Traduzione di Livio, Ab urbe
condita, XXI, 4, 2-6
[2] Missus Hannibal in Hispaniam
primo statim adventu omnem exercitum in se convertit; Hamilcarem iuvenem
redditum sibi veteres milites credere, eundem vigorem in vultu vimque in
oculis, habitum oris lineamentaque intueri. Deinde brevi effecit, ut pater in
se minimum momentum ad favorem conciliandum esset. [3] Numquam ingenium idem ad
res diversissimas, parendum atque imperandum, habilius fuit. Itaque haud facile
discerneres, utrum imperatori an exercitui carior esset; neque Hasdrubal alium
quemquam praeficere malle, ubi quid fortiter ac strenue agendum esset, neque
milites alio duce plus confidere aut audere. Plurimum audaciae ad pericula
capessenda, plurimum consilii inter ipsa pericula erat. [4] Nullo labore aut
corpus fatigari aut animus vinci poterat.
Caloris ac frigoris patientia par; cibi potionisque desiderio naturali,
non voluptate modus fìnitus; vigiliarum somnique nec die nec nocte discriminata
tempora: id, quod gerendis rebus superesset, quieti datum; ea neque molli
strato neque silentio accersita; multi saepe militari sagulo opertum humi
iacentem inter custodias stationesque militum conspexerunt. [5] Vestitus nihil
inter aequales excellens; arma atque equi conspiciebantur. Equitum peditumque idem longe primus erat,
princeps in proelium ibat, ultimus
conserto proelio excedebat. [6] Has tantas viri virtutes ingentia vitia
aequabant: inhumana crudelitas, perfidia plus quam Punica, nihil veri, nihil
sancti, nullus deum metus, nullum ius iurandum, nulla religio.

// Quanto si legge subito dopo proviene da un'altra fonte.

pub mod features;
pub mod server;
pub mod shared;

#[cfg(test)]
pub(crate) mod testing;

use features::addon_management::controller::AddonController;
use features::addon_management::repo::cache::CachedAddonRepository;
use features::addon_management::repo::{AddonRepository, InMemoryAddonRepository};
use features::addon_management::service::AddonService;
use features::dispatch::controller::DispatchController;
use features::dispatch::service::DispatchService;
use features::event_feed::repo::{EventRepository, InMemoryEventRepository};
use features::observability::controller::ObservabilityController;
use features::tag_types::repo::InMemoryTagTypeRepository;
use features::tag_types::service::TagTypeService;
use flagrelay_core::ProviderRegistry;
use shared::config::DispatcherConfig;
use shared::error::{DispatcherError, DispatcherResult};
use shared::types::{AddonSeed, DomainEvent};
use std::path::Path;
use std::sync::Arc;
use tokio::task::JoinHandle;
use tracing::info;

/// The assembled dispatcher: stores, services and controllers sharing one
/// provider registry and one event feed.
pub struct FlagRelay {
    config: DispatcherConfig,
    registry: Arc<ProviderRegistry>,
    events: Arc<dyn EventRepository>,
    addons: Arc<AddonController>,
    dispatch: Arc<DispatchController>,
    tag_types: Arc<TagTypeService>,
    observability: Arc<ObservabilityController>,
}

impl FlagRelay {
    pub fn new(config: DispatcherConfig, registry: ProviderRegistry) -> DispatcherResult<Self> {
        let registry = Arc::new(registry);
        let events: Arc<dyn EventRepository> = Arc::new(InMemoryEventRepository::new(
            config.event_buffer,
            config.event_history,
        ));
        let store: Arc<dyn AddonRepository> = Arc::new(CachedAddonRepository::new(
            Arc::new(InMemoryAddonRepository::new()),
            config.addon_cache_ttl,
        ));
        let observability = Arc::new(ObservabilityController::with_history(
            config.outcome_history,
        )?);

        let addon_service = Arc::new(AddonService::new(
            store.clone(),
            registry.clone(),
            events.clone(),
        ));
        let dispatch_service = Arc::new(
            DispatchService::new(
                store,
                registry.clone(),
                observability.clone(),
                config.delivery_timeout,
            )
            .with_retry_policy(config.retry_policy),
        );
        let tag_types = Arc::new(TagTypeService::new(Arc::new(
            InMemoryTagTypeRepository::new(),
        )));

        Ok(Self {
            config,
            registry,
            events,
            addons: Arc::new(AddonController::new(addon_service)),
            dispatch: Arc::new(DispatchController::new(
                dispatch_service,
                observability.clone(),
            )),
            tag_types,
            observability,
        })
    }

    /// Register provider tag types and create the addons listed in the
    /// configured addons file.
    pub async fn bootstrap(&self) -> DispatcherResult<()> {
        let registered = self
            .tag_types
            .register_provider_tag_types(&self.registry)
            .await?;
        info!(registered, "Provider tag types registered");

        if let Some(path) = &self.config.addons_file {
            let seeds = load_addon_seeds(path)?;
            let total = seeds.len();
            let created = self.addons.load_seeds(seeds).await;
            info!(path = %path.display(), created, total, "Addon seeds loaded");
        }
        Ok(())
    }

    /// Start consuming the event feed.
    pub fn start(&self) -> JoinHandle<()> {
        self.dispatch
            .clone()
            .spawn_event_listener(self.events.subscribe())
    }

    /// Store an event on the feed; the listener dispatches it.
    pub async fn publish(&self, event: DomainEvent) -> DispatcherResult<DomainEvent> {
        self.events.append(event).await
    }

    pub fn addons(&self) -> &AddonController {
        &self.addons
    }

    pub fn dispatch(&self) -> &DispatchController {
        &self.dispatch
    }

    pub fn tag_types(&self) -> &TagTypeService {
        &self.tag_types
    }

    pub fn observability(&self) -> &ObservabilityController {
        &self.observability
    }
}

pub fn load_addon_seeds(path: &Path) -> DispatcherResult<Vec<AddonSeed>> {
    let raw = std::fs::read_to_string(path).map_err(|e| {
        DispatcherError::ConfigurationError(format!(
            "cannot read addons file {}: {e}",
            path.display()
        ))
    })?;
    parse_addon_seeds(&raw)
}

/// The addons file is a JSON array of addon configurations, each with an
/// optional `createdBy`.
pub fn parse_addon_seeds(raw: &str) -> DispatcherResult<Vec<AddonSeed>> {
    serde_json::from_str(raw)
        .map_err(|e| DispatcherError::ConfigurationError(format!("invalid addons file: {e}")))
}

[2] Annibale, giunto nella Spagna,
attrasse subito a sé, nel suo primo apparire,
tutto l'esercito; e parve ai veterani che fosse stato loro restituito
Arnilcare giovine, e in lui videro la
stessa energia del volto, la stessa penetrazione dello sguardo, la stessa espressione, gli stessi
lineamenti. Ma egli in breve fece sì
che la sua somiglianza col padre fosse
il minore dei motivi del f'avore che seppe conciliarsi. [3] Non mai uno stesso genio fu più idoneo
ad attività tanto diverse come
l'obbedire e il comandare. Non avresti infatti potuto facilmente
distinguere se fosse più caro al capo o
all'esercito; che né Asdrubale gli preferiva alcun altro quando si dovessero condurre azioni con
vigore e con ardimento, né sotto il
comando di altro duce i soldati erano più fiduciosi e animosi.
Arditissimo nell'affrontare i pericoli,
nei pericoli era poi prudentissimo. [4] Nessuna fatica poteva fiaccare il suo corpo né abbattere
l'animo suo. Tollerava del pari il caldo e
il freddo; nel mangiare e nel bere si regolava secondo il natural
bisogno, non secondo l'ingordigia; le
ore della veglia e del sonno non erano per lui distinte né dal giorno né dalla notte; dava al riposo il
tempo che gli avanzava dal servizio; e il
riposo non se lo conciliava con morbido letto o col silenzio; molti
infatti lo videro sdraiato su la nuda
terra e avvolto in un mantelletto da soldato, tra i corpi di guardia e i distaccamenti. [5] Nel vestito
non usava nessuna superiorità sui
coetanei; si segnalavano fra tutti i suoi cavalli e le sue armi. Era di
gran lunga il primo tra i cavalieri
come tra i fanti, primo a entrare in battaglia, ultimo a ritirarsi a battaglia finita. [6] Queste sue sì grandi
virtù erano pareggiate da grandi vizii:
crudeltà, disumana, perfidia più che cartaginese, nulla per lui vero,
nulla sacro, nessun timore di Dei,
nessun rispetto ai giuramenti, nessuno scrupolo.